4. Then I select the lit file I want to convert and select the command I want to use in custom command.  Your instructions say to use lit2pdf to convert the file but that seems counter intuitive since in step 3 we changed the name to lit2bin as you instructed above so I chose lit2bin from the usr/bin folder thinking that is what you meant. I also changed the file to lit2pdf but same result so I don't think it has anything to do with the name of the file and probably nothing to do with where it is as long as it is executable.

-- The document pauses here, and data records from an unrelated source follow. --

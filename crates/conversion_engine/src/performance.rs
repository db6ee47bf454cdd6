use std::collections::VecDeque;
use std::sync::{Arc, Mutex, MutexGuard};
use std::time::Duration;

use chrono::{DateTime, Utc};
use conversion_core::{ConversionSummary, PerformanceIssue, PerformanceThresholds};
use engine_logging::{engine_debug, engine_warn, LogSink, LogStream};
use serde::{Deserialize, Serialize};
use serde_json::json;
use tokio::task::JoinHandle;
use tokio::time::MissedTickBehavior;
use tokio_util::sync::CancellationToken;

use crate::config::PerformanceSettings;
use crate::probe::{ResourceProbe, ResourceUsage};

#[derive(Debug, Clone, PartialEq, Serialize, Deserialize)]
pub struct PerformanceSample {
    pub timestamp: DateTime<Utc>,
    pub memory: ResourceUsage,
    pub active_conversions: usize,
    pub active_sessions: usize,
}

/// Ring buffer of resource samples plus the per-conversion threshold check.
pub struct PerformanceMonitor {
    thresholds: PerformanceThresholds,
    capacity: usize,
    probe: Arc<dyn ResourceProbe>,
    sink: Arc<LogSink>,
    samples: Mutex<VecDeque<PerformanceSample>>,
}

impl PerformanceMonitor {
    pub fn new(
        settings: &PerformanceSettings,
        probe: Arc<dyn ResourceProbe>,
        sink: Arc<LogSink>,
    ) -> Self {
        let capacity = settings.max_samples.max(1);
        Self {
            thresholds: settings.thresholds(),
            capacity,
            probe,
            sink,
            samples: Mutex::new(VecDeque::with_capacity(capacity.min(1024))),
        }
    }

    pub fn thresholds(&self) -> PerformanceThresholds {
        self.thresholds
    }

    fn buffer(&self) -> MutexGuard<'_, VecDeque<PerformanceSample>> {
        match self.samples.lock() {
            Ok(guard) => guard,
            Err(poisoned) => poisoned.into_inner(),
        }
    }

    /// Take one sample. The probe runs before the buffer lock is taken.
    pub fn record_sample(&self, active_conversions: usize, active_sessions: usize) -> PerformanceSample {
        let sample = PerformanceSample {
            timestamp: Utc::now(),
            memory: self.probe.sample(),
            active_conversions,
            active_sessions,
        };
        {
            let mut buffer = self.buffer();
            if buffer.len() == self.capacity {
                buffer.pop_front();
            }
            buffer.push_back(sample.clone());
        }
        if let Ok(fields) = serde_json::to_value(&sample) {
            self.sink
                .write(LogStream::Performance, log::Level::Debug, "performance_sample", fields);
        }
        sample
    }

    /// Compare a finished conversion against the thresholds. Breaches are
    /// logged as warnings and returned; the conversion's outcome is untouched.
    pub fn check_conversion(&self, summary: &ConversionSummary) -> Vec<PerformanceIssue> {
        let issues = self.thresholds.check(summary);
        for issue in &issues {
            engine_warn!(
                "Performance issue on {} ({}): {:?} observed {} > {}",
                issue.artifact_id,
                issue.conversion_id,
                issue.kind,
                issue.observed,
                issue.threshold
            );
            self.sink.write(
                LogStream::Performance,
                log::Level::Warn,
                "performance_issue",
                json!({
                    "severity": "warning",
                    "type": issue.kind,
                    "conversion_id": issue.conversion_id,
                    "artifact_id": issue.artifact_id,
                    "observed": issue.observed,
                    "threshold": issue.threshold,
                }),
            );
        }
        issues
    }

    /// The newest `last` samples, oldest first.
    pub fn samples(&self, last: usize) -> Vec<PerformanceSample> {
        let buffer = self.buffer();
        let skip = buffer.len().saturating_sub(last);
        buffer.iter().skip(skip).cloned().collect()
    }

    pub fn clear(&self) {
        self.buffer().clear();
    }
}

/// Running periodic sampler. Dropping the handle cancels it.
pub struct SamplerHandle {
    token: CancellationToken,
    task: Option<JoinHandle<()>>,
}

impl SamplerHandle {
    pub fn is_running(&self) -> bool {
        self.task.as_ref().is_some_and(|t| !t.is_finished())
    }

    /// Cancel and wait for the sampling task to exit.
    pub async fn stop(&mut self) {
        self.token.cancel();
        if let Some(task) = self.task.take() {
            let _ = task.await;
        }
    }
}

impl Drop for SamplerHandle {
    fn drop(&mut self) {
        self.token.cancel();
    }
}

/// Sample every `interval` on the current tokio runtime. `counts` returns
/// `(active conversions, active sessions)` and must not block. Returns
/// `None` outside a runtime.
pub fn spawn_sampler<F>(
    monitor: Arc<PerformanceMonitor>,
    interval: Duration,
    counts: F,
) -> Option<SamplerHandle>
where
    F: Fn() -> (usize, usize) + Send + 'static,
{
    let Ok(runtime) = tokio::runtime::Handle::try_current() else {
        engine_warn!("No tokio runtime; periodic performance sampling disabled");
        return None;
    };
    let token = CancellationToken::new();
    let cancelled = token.clone();
    let task = runtime.spawn(async move {
        let mut ticker = tokio::time::interval(interval);
        ticker.set_missed_tick_behavior(MissedTickBehavior::Skip);
        loop {
            tokio::select! {
                _ = cancelled.cancelled() => break,
                _ = ticker.tick() => {
                    let (conversions, sessions) = counts();
                    monitor.record_sample(conversions, sessions);
                }
            }
        }
        engine_debug!("Performance sampler stopped");
    });
    Some(SamplerHandle {
        token,
        task: Some(task),
    })
}
#[test]
fn statistics_follow_completed_conversions() {
    let temp = TempDir::new().unwrap();
    let engine = engine(&temp, DialProbe::new(100 * MIB), |_| {});
    let monitor = engine.monitor();

    let session = monitor.start_session(SessionInfo::new("batch", "espanso").expecting(3));
    let ids: Vec<_> = ["a.yml", "b.yml", "c.yml"]
        .into_iter()
        .map(|name| monitor.start_conversion(session, item(name)).unwrap())
        .collect();

    monitor.start_step(ids[0], "read").unwrap();
    monitor
        .complete_step(ids[0], "read", Some(json!({"bytes": 12})))
        .unwrap();
    monitor.log_step(ids[1], "read", None).unwrap();

    monitor.complete_conversion(ids[0], true, None).unwrap();
    monitor.complete_conversion(ids[1], true, None).unwrap();
    monitor.complete_conversion(ids[2], false, None).unwrap();

    let stats = monitor.statistics();
    assert_eq!(stats.total_conversions, 3);
    assert_eq!(stats.successful_conversions, 2);
    assert_eq!(stats.failed_conversions, 1);
    assert_eq!(
        stats.average_duration_ms,
        stats.total_duration_ms as f64 / 3.0
    );
    assert_eq!(stats.conversions_by_type.get("match-file"), Some(&3));
    assert_eq!(stats.conversions_by_source.get("espanso"), Some(&3));
    assert_eq!(stats.peak_memory_bytes, 100 * MIB);
    assert_eq!(stats.performance_issues, 0);

    let report = monitor.complete_session(session).unwrap();
    assert_eq!(report.summary.status, Status::Completed);
    assert_eq!(report.summary.total_conversions, 3);
    assert_eq!(report.summary.successful_conversions, 2);
    assert_eq!(report.summary.expected_items, Some(3));
    assert_eq!(report.conversions.len(), 3);
    assert!(monitor.active_sessions().is_empty());
    assert_eq!(monitor.history(10).len(), 3);
    assert_eq!(monitor.tracker().session_history().len(), 1);
}

#[test]
fn session_cannot_complete_with_active_conversions() {
    let temp = TempDir::new().unwrap();
    let engine = engine(&temp, DialProbe::new(0), |_| {});
    let monitor = engine.monitor();

    let session = monitor.start_session(SessionInfo::new("batch", "espanso"));
    let id = monitor.start_conversion(session, item("a.yml")).unwrap();

    let err = monitor.complete_session(session).unwrap_err();
    assert_eq!(
        err,
        TrackerError::Transition(TransitionError::ConversionsStillActive { session, active: 1 })
    );
    assert_eq!(monitor.active_sessions().len(), 1);

    monitor.complete_conversion(id, false, None).unwrap();
    let report = monitor.complete_session(session).unwrap();
    assert_eq!(report.summary.status, Status::Failed);
}

#[test]
fn finished_conversions_accept_no_further_events() {
    let temp = TempDir::new().unwrap();
    let engine = engine(&temp, DialProbe::new(0), |_| {});
    let monitor = engine.monitor();

    let session = monitor.start_session(SessionInfo::new("batch", "espanso"));
    let id = monitor.start_conversion(session, item("a.yml")).unwrap();
    monitor.start_step(id, "parse").unwrap();
    assert_eq!(
        monitor.start_step(id, "parse"),
        Err(TrackerError::Transition(TransitionError::StepAlreadyActive(
            "parse".into()
        )))
    );
    monitor.complete_conversion(id, true, None).unwrap();

    assert_eq!(
        monitor.complete_conversion(id, false, None).unwrap_err(),
        TrackerError::UnknownConversion(id)
    );
    assert_eq!(
        monitor.start_step(id, "write"),
        Err(TrackerError::UnknownConversion(id))
    );
    assert_eq!(monitor.statistics().total_conversions, 1);

    // The step still open at completion was closed as failed.
    let finished = &monitor.history(1)[0];
    assert_eq!(finished.status, Status::Completed);
    assert_eq!(finished.steps[0].status, Status::Failed);
}

#[test]
fn high_memory_conversion_raises_one_advisory_issue() {
    let temp = TempDir::new().unwrap();
    let probe = DialProbe::new(100 * MIB);
    let engine = engine(&temp, probe.clone(), |_| {});
    let events = engine.event_channel();
    let monitor = engine.monitor();

    let session = monitor.start_session(SessionInfo::new("batch", "espanso"));
    let id = monitor.start_conversion(session, item("huge.yml")).unwrap();
    probe.set(600 * MIB);
    monitor.log_step(id, "parse", None).unwrap();
    probe.set(100 * MIB);

    let completed = monitor.complete_conversion(id, true, None).unwrap();
    assert!(completed.summary.success);
    assert_eq!(completed.performance_issues.len(), 1);
    let issue = &completed.performance_issues[0];
    assert_eq!(issue.kind, PerformanceIssueKind::HighMemoryUsage);
    assert_eq!(issue.observed, 600 * MIB);
    assert_eq!(issue.threshold, 512 * MIB);

    assert_eq!(monitor.statistics().performance_issues, 1);
    assert_eq!(monitor.history(1)[0].status, Status::Completed);

    let issues: Vec<_> = events
        .try_iter()
        .filter(|e| matches!(e, EngineEvent::PerformanceIssue(_)))
        .collect();
    assert_eq!(issues.len(), 1);

    let performance_log =
        fs::read_to_string(engine.sink().path(engine_logging::LogStream::Performance)).unwrap();
    assert!(performance_log.contains("\"type\":\"high_memory_usage\""));
    assert!(performance_log.contains("\"severity\":\"warning\""));
}

#[tokio::test]
async fn failed_steps_feed_error_statistics() {
    let temp = TempDir::new().unwrap();
    let engine = engine(&temp, DialProbe::new(0), |_| {});
    let monitor = engine.monitor();

    let session = monitor.start_session(SessionInfo::new("batch", "espanso"));
    let id = monitor.start_conversion(session, item("a.yml")).unwrap();
    monitor.start_step(id, "transform").unwrap();

    let mut ctx = ErrorContext::new("misc", "render").with_artifact("a.yml");
    let handled = engine
        .fail_step(id, "transform", ErrorInfo::new("kaboom"), &mut ctx)
        .await
        .unwrap();
    assert_eq!(ctx.conversion_id, Some(id));

    let conversion = monitor.tracker().conversion(id).unwrap();
    assert_eq!(conversion.steps[0].status, Status::Failed);
    assert_eq!(
        conversion.steps[0].error.as_ref().unwrap().error_id,
        Some(handled.error_id)
    );
    assert_eq!(conversion.errors.len(), 1);

    monitor.complete_conversion(id, false, None).unwrap();
    let stats = monitor.statistics();
    assert_eq!(stats.errors_by_category.get("unknown"), Some(&1));
    assert_eq!(stats.failed_conversions, 1);
}

#[tokio::test]
async fn exported_report_carries_statistics_and_analysis() {
    let temp = TempDir::new().unwrap();
    let engine = engine(&temp, DialProbe::new(10 * MIB), |_| {});
    let monitor = engine.monitor();

    let session = monitor.start_session(SessionInfo::new("batch", "espanso"));
    for name in ["a.yml", "b.yml"] {
        let id = monitor.start_conversion(session, item(name)).unwrap();
        let mut ctx = ErrorContext::new("misc", "render")
            .with_conversion(id)
            .with_artifact(name)
            .with_step("render");
        for _ in 0..2 {
            engine
                .handle_conversion_error(ErrorInfo::new("kaboom"), &mut ctx)
                .await;
        }
        monitor.complete_conversion(id, false, None).unwrap();
    }
    monitor.record_sample();

    let path = temp.path().join("reports").join("report.json");
    let written = engine.export_diagnostic_report(Some(path.as_path())).unwrap();
    assert_eq!(written, path);

    let report: serde_json::Value =
        serde_json::from_str(&fs::read_to_string(&path).unwrap()).unwrap();
    assert_eq!(report["statistics"]["total_conversions"], 2);
    assert_eq!(report["statistics"]["errors_by_category"]["unknown"], 4);
    assert_eq!(report["error_statistics"]["total_errors"], 4);
    assert_eq!(report["recent_conversions"].as_array().unwrap().len(), 2);
    assert_eq!(report["performance_samples"].as_array().unwrap().len(), 1);
    assert_eq!(report["system"]["memory"]["process_memory_bytes"], 10 * MIB);
    assert_eq!(report["error_analysis"]["by_artifact"]["a.yml"], 2);
    assert_eq!(report["error_analysis"]["by_step"]["render"], 4);

    let recommendations: Vec<String> =
        serde_json::from_value(report["error_analysis"]["recommendations"].clone()).unwrap();
    assert!(recommendations.iter().any(|r| r.starts_with("unknown occurred 4 times")));
    assert!(recommendations.iter().any(|r| r.starts_with("artifact b.yml failed 2 times")));
    assert!(recommendations.iter().any(|r| r.starts_with("step render failed 4 times")));
}
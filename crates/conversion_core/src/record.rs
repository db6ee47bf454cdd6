use chrono::{DateTime, Utc};
use serde::{Deserialize, Serialize};
use uuid::Uuid;

use crate::context::{ErrorContext, ErrorInfo};
use crate::taxonomy::{Classification, ErrorCategory, Severity};
use crate::{ConversionId, ErrorId};

/// A classified, tracked occurrence of a failure.
#[derive(Debug, Clone, PartialEq, Serialize, Deserialize)]
pub struct ErrorRecord {
    pub id: ErrorId,
    pub timestamp: DateTime<Utc>,
    pub error: ErrorInfo,
    pub category: ErrorCategory,
    pub severity: Severity,
    pub recoverable: bool,
    pub step: Option<String>,
    pub conversion_id: Option<ConversionId>,
    pub context: ErrorContext,
    recovery_attempts: u32,
    pub recovered: bool,
    pub diagnostics: Option<serde_json::Value>,
}

impl ErrorRecord {
    pub fn new(error: ErrorInfo, classification: Classification, context: ErrorContext) -> Self {
        Self {
            id: Uuid::new_v4(),
            timestamp: Utc::now(),
            error,
            category: classification.category,
            severity: classification.severity,
            recoverable: classification.recoverable,
            step: context.step.clone(),
            conversion_id: context.conversion_id,
            context,
            recovery_attempts: 0,
            recovered: false,
            diagnostics: None,
        }
    }

    pub fn recovery_attempts(&self) -> u32 {
        self.recovery_attempts
    }

    pub fn attempts_remaining(&self, max_attempts: u32) -> u32 {
        max_attempts.saturating_sub(self.recovery_attempts)
    }

    /// Reserve the next recovery attempt. Returns the 1-based attempt number,
    /// or `None` once `max_attempts` have been used.
    pub fn begin_attempt(&mut self, max_attempts: u32) -> Option<u32> {
        if self.recovery_attempts >= max_attempts {
            return None;
        }
        self.recovery_attempts += 1;
        Some(self.recovery_attempts)
    }
}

Regardless of whether I use that or just use a copy of your script that I downloaded and left in the same folder to test with (after making executable) I get the same results as already noted.  Pretty sure I am missing something and just not sure what it is.  This would seem relatively straight forward and to be honest at this point it is less about using this tool than trying to figure out what I did wrong or am doing wrong.

----------


## qwerty1212

couldn't get this to work so I made this script


```
#!/bin/bash
FILE="$1"
NAME="${FILE%.*}"

if [ -f "$FILE" ]; then # check that input file exists
	**** "$FILE" "$NAME/" # convert lit to htm
	for HTM in "$NAME"/*.htm; do
		htmldoc --continuous --header ... --footer ..1 -f "$NAME.pdf" "$HTM" # convert htm to pdf
	done
	rm -rf "$NAME/" # remove temporary files
fi
```

----------


## marseille

i just used scragar's script successfully but the thread was a little confusing. anyway it took all of 5 minutes or less to set this up and i just glanced over my newly converted `lit to pdf' book doing this:


*in terminal run:*




> $ sudo apt-get install convlit htmldoc


download lit2pdf.txt (_to home folder_)

*in terminal run:*





> $ chmod +x lit2pdf.txt
> $ sudo mv lit2pdf.txt /usr/bin/lit2pdfv



*open .lit file you want to read by:*

* right click .lit file
* open with `lit2pdf' (_using custom command box_)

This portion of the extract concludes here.